Richard Corbett: Labour MEP who has worked tirelessly for decades to help strengthen the Parliament’s powers and explain its work to the wider public.

Even prior to the first European elections of 1979, British MEPs (who were then MPs nominated by national parliaments) helped shape European Parliament procedures such as question time, drawing on the British model, with veteran MP Willie Hamilton playing a role. Lord Bruce of Donnington, a Labour peer, pioneered the exploitation of Parliament’s budgetary powers.

When the European Parliament became a directly elected body in 1979, most of its members felt that its then advisory role on European legislation was insufficient. A celebrated project to rectify that – and at the same time to rewrite the European treaties in order to transform the European Community into a European Union – was crafted on an all-party basis by a left-wing Italian MEP, Alterio Spinelli, with significant support from two British Conservative MEPs, Derek Prag and Stanley Johnson (the father of Boris!).

At the time, I worked as an advisor to Spinelli, helping with that project, which ultimately led to the Single European Act, and a few years later I similarly helped the British Labour MEP, David Martin, who drafted Parliament’s input into the Maastricht Treaty. Together, we made the first draft of a “co-decision procedure”, now the Union’s ordinary legislative  procedure, giving Parliament equal power with the Council of ministers in the adoption of European legislation – the foundation of Parliament’s legislative power.

The Maastricht treaty brought in the codecision procedure tentatively, for just a dozen articles of the treaty and subject to a clause whereby Council could overrule Parliament if it was unanimous, unless Parliament then rejected Council’s position within six weeks by an absolute majority. Parliament made it clear that it always would, as a matter of principle, reject such a unilateral imposition by Council. The rapporteur for the first such rejection was another British Labour MEP, Mel Read. Five years after Maastricht, the Amsterdam Treaty eliminated the offending clause in the procedure, and it also extended the procedure to cover more areas.

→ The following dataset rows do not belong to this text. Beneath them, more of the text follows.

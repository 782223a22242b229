//! Type-safe price representation using decimal arithmetic.

use rust_decimal::Decimal;
use serde::{Deserialize, Serialize};

/// A delivery price with currency information.
#[derive(Debug, Clone, Copy, PartialEq, Eq, Serialize, Deserialize)]
pub struct Price {
    /// Amount in the currency's standard unit (e.g., dollars, not cents).
    pub amount: Decimal,
    /// ISO 4217 currency code.
    pub currency_code: CurrencyCode,
}

impl Price {
    /// Create a new price.
    #[must_use]
    pub const fn new(amount: Decimal, currency_code: CurrencyCode) -> Self {
        Self {
            amount,
            currency_code,
        }
    }

    /// Create a price from an amount in the smallest currency unit.
    #[must_use]
    pub fn from_minor_units(minor: i64, currency_code: CurrencyCode) -> Self {
        Self {
            amount: Decimal::new(minor, 2),
            currency_code,
        }
    }
}

impl std::fmt::Display for Price {
    fn fmt(&self, f: &mut std::fmt::Formatter<'_>) -> std::fmt::Result {
        write!(f, "{:.2} {:?}", self.amount, self.currency_code)
    }
}

/// ISO 4217 currency codes.
#[derive(Debug, Clone, Copy, PartialEq, Eq, Hash, Serialize, Deserialize, Default)]
pub enum CurrencyCode {
    #[default]
    USD,
    EUR,
    GBP,
    CAD,
    AUD,
}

The Amsterdam treaty negotiations took nearly two years, with the final few weeks seeing a new Labour government reverse many of the positions initially taken by the previous Conservative government. This had been prepared meticulously, with a Labour Party working group composed of Blair, Brown, Prescott, Cook and Quin and MEPs Pauline Green (leader of the Socialist Group), David Martin (Vice-President of Parliament) and Wayne David (leader of the Labour delegation) and Christine Crawley (Deputy Leader). I prepared positions for this group, and discreetly conveyed its conclusions to the other governments in the negotiations, which I attended in the guise of being the adviser (Sherpa) to Parliament’s representative, Elizabeth Guigou. This ensured they reached no final agreement with the UK prior to the general election on the issues where Labour had a different position to the Conservative government. When Labour then took over, Britain approved not only the extension and improvement of the codecision procedure, but also the right of Parliament to vote to confirm (or not) the choice of Commission President, a number of extensions to qualified majority voting in the Council, the integration of the social chapter into the treaty, and a number of other issues which the previous government had blocked.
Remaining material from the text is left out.